A simple definition of scoliosis is an abnormal curvature of the spine. Of course, in reality, scoliosis is far more complicated than that since we’re discussing a three-dimensional structure in the spine. Scoliosis typically develops in early childhood between the ages of nine and 15 and it is far more common among young girls than boys. According to the Scoliosis Research Society, Adolescent Idiopathic Scoliosis (AIS) is the most common form of scoliosis and can be found in as many as four in every 100 adolescents.
Most causes of scoliosis are unknown or misunderstood, but it can arise from birth defects, injuries, or neuromuscular conditions. It is also found to be hereditary. Scoliosis can be a simple and slight curve of the spine or—in extreme cases—it can even cause a twist or tilt in the spine. From the ATP (anterior to posterior) view, the spine will usually curve to form a “C” shape or, if there are two curves, it could form an “S” shape. You typically find scoliosis in the thoracic portion of your spine, but it can occur in the lumbar region, as well.
Scoliosis generally develops gradually and in many cases doesn’t create back pain. It can cause your shoulders and hips to be uneven and one shoulder blade to protrude more than the other. A lot of cases require monitoring, but no proactive care. However, in extreme cases, scoliosis can cause a twist or tilt and may warrant a full-time brace or even spinal fusion surgery.

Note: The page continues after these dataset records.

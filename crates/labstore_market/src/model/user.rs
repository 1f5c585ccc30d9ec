//! Accounts and roles.

use chrono::{DateTime, Utc};
use labstore_core::Record;
use serde::{Deserialize, Serialize};
use std::fmt;

/// The four marketplace roles.
#[derive(Debug, Clone, Copy, PartialEq, Eq, Serialize, Deserialize)]
#[serde(rename_all = "lowercase")]
pub enum UserRole {
    /// Books analyses and receives results.
    Patient,
    /// Performs analyses and publishes offers.
    Laboratory,
    /// Manages the catalog, users, and commissions.
    Admin,
    /// Handles complaints.
    Agent,
}

impl fmt::Display for UserRole {
    fn fmt(&self, f: &mut fmt::Formatter<'_>) -> fmt::Result {
        match self {
            Self::Patient => write!(f, "patient"),
            Self::Laboratory => write!(f, "laboratory"),
            Self::Admin => write!(f, "admin"),
            Self::Agent => write!(f, "agent"),
        }
    }
}

/// Fields shared by every account, regardless of role.
#[derive(Debug, Clone, PartialEq, Serialize, Deserialize)]
#[serde(rename_all = "camelCase")]
pub struct Identity {
    /// Stable unique identifier.
    pub id: String,
    /// Sign-in email.
    pub email: String,
    /// Display name.
    pub name: String,
    /// Contact phone.
    #[serde(skip_serializing_if = "Option::is_none")]
    pub phone: Option<String>,
    /// Postal address.
    #[serde(skip_serializing_if = "Option::is_none")]
    pub address: Option<String>,
    /// Account creation time.
    pub created_at: DateTime<Utc>,
}

/// Patient gender as recorded on the medical profile.
#[derive(Debug, Clone, Copy, PartialEq, Eq, Serialize, Deserialize)]
pub enum Gender {
    /// Male.
    M,
    /// Female.
    F,
    /// Other / undisclosed.
    Other,
}

/// A patient account.
#[derive(Debug, Clone, PartialEq, Serialize, Deserialize)]
#[serde(rename_all = "camelCase")]
pub struct PatientAccount {
    /// Common account fields.
    #[serde(flatten)]
    pub identity: Identity,
    /// Birth date as entered, e.g. `"1990-04-12"`.
    #[serde(skip_serializing_if = "Option::is_none")]
    pub date_of_birth: Option<String>,
    /// Gender.
    #[serde(skip_serializing_if = "Option::is_none")]
    pub gender: Option<Gender>,
    /// Blood type, e.g. `"O+"`.
    #[serde(skip_serializing_if = "Option::is_none")]
    pub blood_type: Option<String>,
    /// Known allergies.
    #[serde(skip_serializing_if = "Option::is_none")]
    pub allergies: Option<Vec<String>>,
    /// Free-form medical history.
    #[serde(skip_serializing_if = "Option::is_none")]
    pub medical_history: Option<String>,
}

/// A nurse on a laboratory's roster, available for home sampling.
#[derive(Debug, Clone, PartialEq, Serialize, Deserialize)]
#[serde(rename_all = "camelCase")]
pub struct Nurse {
    /// Stable unique identifier.
    pub id: String,
    /// Display name.
    pub name: String,
    /// Contact phone.
    pub phone: String,
    /// Professional license number.
    pub license: String,
    /// Weekday/time-slot availability labels.
    pub availability: Vec<String>,
}

/// A partner laboratory account.
///
/// Also the record type of the laboratory directory collection.
#[derive(Debug, Clone, PartialEq, Serialize, Deserialize)]
#[serde(rename_all = "camelCase")]
pub struct LabAccount {
    /// Common account fields.
    #[serde(flatten)]
    pub identity: Identity,
    /// Public laboratory name.
    pub lab_name: String,
    /// Operating license number.
    pub license: String,
    /// Nurse roster.
    pub nurses: Vec<Nurse>,
    /// Platform commission rate applied to this laboratory, `0.0..=1.0`.
    pub commission: f64,
}

/// A platform administrator account.
#[derive(Debug, Clone, PartialEq, Serialize, Deserialize)]
#[serde(rename_all = "camelCase")]
pub struct AdminAccount {
    /// Common account fields.
    #[serde(flatten)]
    pub identity: Identity,
    /// Granted permission labels.
    pub permissions: Vec<String>,
}

/// Support agent seniority.
#[derive(Debug, Clone, Copy, PartialEq, Eq, Serialize, Deserialize)]
#[serde(rename_all = "lowercase")]
pub enum AgentType {
    /// Front-line support.
    Support,
    /// Manages other agents.
    Manager,
}

/// A support agent account.
#[derive(Debug, Clone, PartialEq, Serialize, Deserialize)]
#[serde(rename_all = "camelCase")]
pub struct AgentAccount {
    /// Common account fields.
    #[serde(flatten)]
    pub identity: Identity,
    /// Department label.
    pub department: String,
    /// Seniority.
    pub agent_type: AgentType,
    /// Number of complaints currently assigned.
    pub assigned_complaints: u32,
    /// Agent ids managed by this agent (managers only).
    #[serde(skip_serializing_if = "Option::is_none")]
    pub managed_agent_ids: Option<Vec<String>>,
}

/// Any marketplace account, tagged by role.
///
/// Serializes flat, with a `"role"` discriminator next to the account
/// fields - the shape the login and profile screens store.
#[derive(Debug, Clone, PartialEq, Serialize, Deserialize)]
#[serde(tag = "role", rename_all = "lowercase")]
pub enum User {
    /// A patient.
    Patient(PatientAccount),
    /// A partner laboratory.
    Laboratory(LabAccount),
    /// An administrator.
    Admin(AdminAccount),
    /// A support agent.
    Agent(AgentAccount),
}

impl User {
    /// Returns the common account fields.
    #[must_use]
    pub fn identity(&self) -> &Identity {
        match self {
            Self::Patient(a) => &a.identity,
            Self::Laboratory(a) => &a.identity,
            Self::Admin(a) => &a.identity,
            Self::Agent(a) => &a.identity,
        }
    }

    /// Returns the sign-in email.
    #[must_use]
    pub fn email(&self) -> &str {
        &self.identity().email
    }

    /// Returns the display name.
    #[must_use]
    pub fn name(&self) -> &str {
        &self.identity().name
    }

    /// Returns the account's role.
    #[must_use]
    pub fn role(&self) -> UserRole {
        match self {
            Self::Patient(_) => UserRole::Patient,
            Self::Laboratory(_) => UserRole::Laboratory,
            Self::Admin(_) => UserRole::Admin,
            Self::Agent(_) => UserRole::Agent,
        }
    }

    /// Returns the laboratory account, if this user is one.
    #[must_use]
    pub fn as_laboratory(&self) -> Option<&LabAccount> {
        match self {
            Self::Laboratory(lab) => Some(lab),
            _ => None,
        }
    }
}

impl Record for User {
    fn id(&self) -> &str {
        &self.identity().id
    }
}

impl Record for LabAccount {
    fn id(&self) -> &str {
        &self.identity.id
    }
}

Finding A Mattress For Scoliosis Pain
The top priority is not making your condition worse, which is why we emphasize that you should talk to your doctor about a mattress. Finding the right bed will have to do with a number of different factors, including the list below.
- Weight — How much you weigh has a lot to do with what style of bed will be acceptable.
- Your Scoliosis — Depending on your condition, your doctor may prefer that you sleep a certain way.
- Sleeper Type — Side, stomach, back, or combination.
- Mattress Construction — Foams, support system, and more.
- Motion Transfer — How efficiently the mattress deadens motion.
Whether you’re a side sleeper with scoliosis or need a firm mattress we’ve tried to think of everything.
How Does Scoliosis Affect Sleep?
The curvature of the spine can make it difficult for people with scoliosis to get comfortable. About four in 10 adolescents with idiopathic scoliosis experience chronic back pain. And research shows that people who suffer from back pain tend to have more severe insomnia and episodes of sleepiness during the day. Chronic back pain sufferers were also more likely to exhibit moderate depression, which can exacerbate sleep problems.
Patients with scoliosis can also have breathing challenges during the night. Sleeping on the convex side of the thoracic curve is especially correlated to an increase in respiratory events, which cause patients to wake up during the night.
There are several changes that people with scoliosis can make that might support better sleep habits:
- Limiting naps
- Avoiding caffeine
- Exercising during the day
- Developing a relaxing nighttime routine
- Purchasing a more supportive and comfortable mattress
Side Sleepers With Scoliosis
If you sleep chiefly on your side, you should also discuss this with your physician. Side sleeping, in general, isn’t a bad thing if you have scoliosis, but, depending on your condition, there may be a preferable side to sleep on. That said, you will still likely prefer a medium to medium-firm mattress. You still need good support, but too firm of a mattress could cause extra shoulder or hip pain for you. You want a good amount of pressure relief, but again, this all depends on your situation.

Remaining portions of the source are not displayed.